Cooper Leabo is just 17-years-old and recently completed his junior year at Lee’s Summit West High School, so he doesn’t know much about the history of SkillsUSA, a national-level competition for public high school and college/postsecondary students enrolled in career and technical education programs.

What Leabo does know is he will take part in the 50th annual conference that runs through June 27. Leabo will compete in the inter-networking competition June 25-26. SkillsUSA will take place in and around downtown Kansas City’s Convention Center. This year marks the 21st year the competition has held firm in Kansas City, but will move to Louisville, Ken. next year because it has outgrown the market here.

“I knew SkillsUSA has been around for awhile, but I didn’t know that it was that long,” Lebo said of SkillsUSA’s nearly two-decade long run in Kansas City. “I heard it’s a really big deal.”

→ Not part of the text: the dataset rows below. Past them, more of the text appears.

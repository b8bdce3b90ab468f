//! Color theme constants for the Wellspring UI
//!
//! Calm dark palette with a single teal accent.

use ratatui::style::Color;

// ============================================================================
// Base Colors
// ============================================================================

/// Primary accent - teal #14B8A6
pub const COLOR_ACCENT: Color = Color::Rgb(20, 184, 166);

/// Border color for cards
pub const COLOR_BORDER: Color = Color::DarkGray;

/// Border color for the focused section
pub const COLOR_BORDER_FOCUSED: Color = Color::Rgb(20, 184, 166);

/// Heading text
pub const COLOR_HEADER: Color = Color::White;

/// Secondary text (dates, categories, descriptions)
pub const COLOR_DIM: Color = Color::Gray;

/// Muted text (placeholders, hints)
pub const COLOR_MUTED: Color = Color::DarkGray;

// ============================================================================
// Charts & Progress
// ============================================================================

/// Treatment progress series
pub const COLOR_PROGRESS: Color = Color::Rgb(20, 184, 166);

/// Weekly wellness series
pub const COLOR_WELLNESS: Color = Color::Rgb(94, 234, 212);

/// Unfilled part of progress gauges
pub const COLOR_PROGRESS_BG: Color = Color::Rgb(40, 44, 52);

// ============================================================================
// Selection & Dialogs
// ============================================================================

/// Background of the selected mood / tool
pub const COLOR_SELECTED_BG: Color = Color::Rgb(17, 60, 56);

/// Background for modal dialogs (breathing, settings)
pub const COLOR_DIALOG_BG: Color = Color::Rgb(12, 20, 28);

/// Inhale phase color
pub const COLOR_INHALE: Color = Color::Rgb(94, 234, 212);

/// Exhale phase color
pub const COLOR_EXHALE: Color = Color::Rgb(129, 140, 248);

Leabo, who is enrolled in the Missouri Innovation Campus at Summit Technology Academy, is spending his summer as an intern at Cerner Corporation. As part of the MIC program, students intern with a variety of businesses in the metropolitan area. Enrolled in the IT cohort of the Innovation Campus, Leabo also competed this past spring in the CyberPatriot competition in Washington, D.C.

Leabo’s instructor at Summit Tech, Lisa Oyler, said the experience competing in D.C. should bode well for Leabo at SkillsUSA, adding Summit Tech had two CyberPatriot teams that made it to nationals this year and Leabo was on a team that took third in the nation and he received a $1,000 scholarship from Northrup Grumman. He and five other students will return next year for CyberPatriot VII.

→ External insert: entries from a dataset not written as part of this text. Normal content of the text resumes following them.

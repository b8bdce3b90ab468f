//! Display-only progress records and the fixture data behind the dashboard.

use chrono::NaiveDate;

/// A past therapy session.
#[derive(Debug, Clone, PartialEq)]
pub struct SessionRecord {
    pub id: u32,
    pub date: NaiveDate,
    pub topic: String,
    pub duration_label: String,
    /// 0-100
    pub progress_percent: u8,
}

impl SessionRecord {
    pub fn new(
        id: u32,
        date: NaiveDate,
        topic: impl Into<String>,
        duration_label: impl Into<String>,
        progress_percent: u8,
    ) -> Self {
        Self {
            id,
            date,
            topic: topic.into(),
            duration_label: duration_label.into(),
            progress_percent: progress_percent.min(100),
        }
    }

    /// Date as shown on the card, e.g. "March 15, 2024".
    pub fn date_label(&self) -> String {
        self.date.format("%B %-d, %Y").to_string()
    }

    pub fn progress_ratio(&self) -> f64 {
        f64::from(self.progress_percent) / 100.0
    }
}

/// A piece of recommended reading.
#[derive(Debug, Clone, PartialEq, Eq)]
pub struct RecommendedItem {
    pub id: u32,
    pub title: String,
    pub category: String,
    pub duration_label: String,
}

impl RecommendedItem {
    pub fn new(
        id: u32,
        title: impl Into<String>,
        category: impl Into<String>,
        duration_label: impl Into<String>,
    ) -> Self {
        Self {
            id,
            title: title.into(),
            category: category.into(),
            duration_label: duration_label.into(),
        }
    }
}

/// One labelled point of a chart series.
#[derive(Debug, Clone, PartialEq)]
pub struct TimeSeriesPoint {
    pub x_label: String,
    pub value: f64,
}

impl TimeSeriesPoint {
    pub fn new(x_label: impl Into<String>, value: f64) -> Self {
        Self {
            x_label: x_label.into(),
            value,
        }
    }
}

/// Converts a series into `(x, y)` pairs with x as the point index.
pub fn series_coords(points: &[TimeSeriesPoint]) -> Vec<(f64, f64)> {
    points
        .iter()
        .enumerate()
        .map(|(i, p)| (i as f64, p.value))
        .collect()
}

/// The "Weekly Progress" tiles.
#[derive(Debug, Clone, Copy, PartialEq, Eq)]
pub struct WeeklySummary {
    pub sessions: u32,
    pub completion_percent: u8,
    pub average_minutes: u32,
}

/// Everything the progress dashboard displays.
#[derive(Debug, Clone, PartialEq)]
pub struct DashboardData {
    pub recent_sessions: Vec<SessionRecord>,
    pub recommended: Vec<RecommendedItem>,
    pub treatment_progress: Vec<TimeSeriesPoint>,
    pub wellness_scores: Vec<TimeSeriesPoint>,
    pub weekly_summary: WeeklySummary,
}

impl DashboardData {
    /// The built-in sample content.
    pub fn fixture() -> Self {
        Self {
            recent_sessions: vec![
                SessionRecord::new(1, ymd(2024, 3, 15), "Anxiety Management", "45 min", 85),
                SessionRecord::new(2, ymd(2024, 3, 12), "Stress Reduction", "30 min", 70),
            ],
            recommended: vec![
                RecommendedItem::new(1, "Understand Your Treatment", "Treatment Guide", "12 min read"),
                RecommendedItem::new(2, "Managing Side Effects", "Health Management", "8 min read"),
            ],
            treatment_progress: [("Week 1", 30.0), ("Week 2", 45.0), ("Week 3", 65.0), ("Week 4", 85.0)]
                .into_iter()
                .map(|(label, value)| TimeSeriesPoint::new(label, value))
                .collect(),
            wellness_scores: [
                ("Mon", 75.0),
                ("Tue", 82.0),
                ("Wed", 78.0),
                ("Thu", 85.0),
                ("Fri", 80.0),
                ("Sat", 88.0),
                ("Sun", 85.0),
            ]
            .into_iter()
            .map(|(label, value)| TimeSeriesPoint::new(label, value))
            .collect(),
            weekly_summary: WeeklySummary {
                sessions: 3,
                completion_percent: 85,
                average_minutes: 45,
            },
        }
    }
}

fn ymd(year: i32, month: u32, day: u32) -> NaiveDate {
    NaiveDate::from_ymd_opt(year, month, day).unwrap_or_default()
}
//! Configuration loading: JSON file, environment overrides, validation.
//!
//! Tests touching process environment run under `#[serial]`.

use serial_test::serial;
use std::fs;
use tempfile::TempDir;
use wellspring::config::{AppConfig, ENV_BREATHS, ENV_CONFIG_PATH, ENV_TICK_MS};
use wellspring::error::{ConfigError, ErrorCategory, WellspringError};

fn clear_env() {
    std::env::remove_var(ENV_CONFIG_PATH);
    std::env::remove_var(ENV_TICK_MS);
    std::env::remove_var(ENV_BREATHS);
}

#[test]
fn test_missing_file_gives_defaults() {
    let dir = TempDir::new().unwrap();
    let config = AppConfig::load_from(&dir.path().join("config.json")).unwrap();
    assert_eq!(config, AppConfig::default());
    assert_eq!(config.breathing.tick_interval_ms, 5000);
    assert_eq!(config.breathing.tick_ceiling, 10);
}

#[test]
fn test_partial_file_keeps_other_defaults() {
    let dir = TempDir::new().unwrap();
    let path = dir.path().join("config.json");
    fs::write(&path, r#"{ "breathing": { "tick_interval_ms": 4000 } }"#).unwrap();

    let config = AppConfig::load_from(&path).unwrap();
    assert_eq!(config.breathing.tick_interval_ms, 4000);
    assert_eq!(config.breathing.tick_ceiling, 10);
    assert!(config.show_milestones);
}

#[test]
fn test_malformed_file_is_parse_error() {
    let dir = TempDir::new().unwrap();
    let path = dir.path().join("config.json");
    fs::write(&path, "{ not json").unwrap();

    let err = AppConfig::load_from(&path).unwrap_err();
    assert!(matches!(err, ConfigError::Parse { .. }));
    assert!(err.to_string().contains("config.json"));
}

#[test]
#[serial]
fn test_load_reads_path_from_env() {
    clear_env();
    let dir = TempDir::new().unwrap();
    let path = dir.path().join("custom.json");
    fs::write(
        &path,
        r#"{ "breathing": { "tick_interval_ms": 3000, "tick_ceiling": 6 }, "show_milestones": false }"#,
    )
    .unwrap();
    std::env::set_var(ENV_CONFIG_PATH, &path);

    let config = AppConfig::load().unwrap();
    clear_env();

    assert_eq!(config.breathing.tick_interval_ms, 3000);
    assert_eq!(config.breathing.total_breaths(), 3);
    assert!(!config.show_milestones);
}

#[test]
#[serial]
fn test_env_overrides_win_over_file() {
    clear_env();
    let dir = TempDir::new().unwrap();
    let path = dir.path().join("config.json");
    fs::write(&path, r#"{ "breathing": { "tick_interval_ms": 3000 } }"#).unwrap();
    std::env::set_var(ENV_CONFIG_PATH, &path);
    std::env::set_var(ENV_TICK_MS, "1500");
    std::env::set_var(ENV_BREATHS, "4");

    let config = AppConfig::load().unwrap();
    clear_env();

    assert_eq!(config.breathing.tick_interval_ms, 1500);
    assert_eq!(config.breathing.tick_ceiling, 8);
}

#[test]
#[serial]
fn test_unparsable_env_value_is_rejected() {
    clear_env();
    let dir = TempDir::new().unwrap();
    std::env::set_var(ENV_CONFIG_PATH, dir.path().join("absent.json"));
    std::env::set_var(ENV_TICK_MS, "slow");

    let err = AppConfig::load().unwrap_err();
    clear_env();

    match &err {
        ConfigError::InvalidEnv { var, value } => {
            assert_eq!(var, ENV_TICK_MS);
            assert_eq!(value, "slow");
        }
        other => panic!("unexpected error: {:?}", other),
    }
    let unified: WellspringError = err.into();
    assert_eq!(unified.category(), ErrorCategory::Configuration);
}

#[test]
#[serial]
fn test_zero_interval_fails_validation() {
    clear_env();
    let dir = TempDir::new().unwrap();
    std::env::set_var(ENV_CONFIG_PATH, dir.path().join("absent.json"));
    std::env::set_var(ENV_TICK_MS, "0");

    let err = AppConfig::load().unwrap_err();
    clear_env();

    assert!(matches!(
        err,
        ConfigError::InvalidValue {
            key: "tick_interval_ms",
            ..
        }
    ));
}

#[test]
fn test_odd_ceiling_fails_validation() {
    let mut config = AppConfig::default();
    config.breathing.tick_ceiling = 7;
    assert!(config.validate().is_err());
}

#[test]
fn test_config_serializes_round_trip_through_file() {
    let dir = TempDir::new().unwrap();
    let path = dir.path().join("config.json");
    let original = AppConfig::default()
        .with_tick_interval_ms(2500)
        .with_show_milestones(false);
    fs::write(&path, serde_json::to_string_pretty(&original).unwrap()).unwrap();

    assert_eq!(AppConfig::load_from(&path).unwrap(), original);
}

“Cooper is an excellent student,” Oyler said. “I wish I could have 50 more just like him. He is meticulous in his work and very motivated. His experience as part of Cyberpatriot nationals should help because he has been able to learn to work under pressure.”

Oyler said in addition to CyberPatriot and SkillsUSA, Cooper also competed in Netrider, a virtual competition conducted by Cisco Systems. There were 102 students in both the secondary and post-secondary competition and Leabo placed second overall. He took first in the Under-18 category, Oyler said.

“Sixty percent of the competition was college level,” she said, adding just last week Leabo passed his Cisco Certified Network Associates certification. “I expect all of these things will contribute to his ability to compete this week at SkillsUSA. I have had several students place in the top five in the last 11 years and I believe Cooper can win the gold medal for secondary students unless something unusual happens. Regardless, his future is bright.”

Also a member of the robotics team at Lee’s Summit West, Leabo is confident that he will do well in this week’s contest.

“I’m kind of nervous, but I’ve had some good courses at Summit Technology Academy that will really help me prepare,” he said. “I think that I can do pretty well.”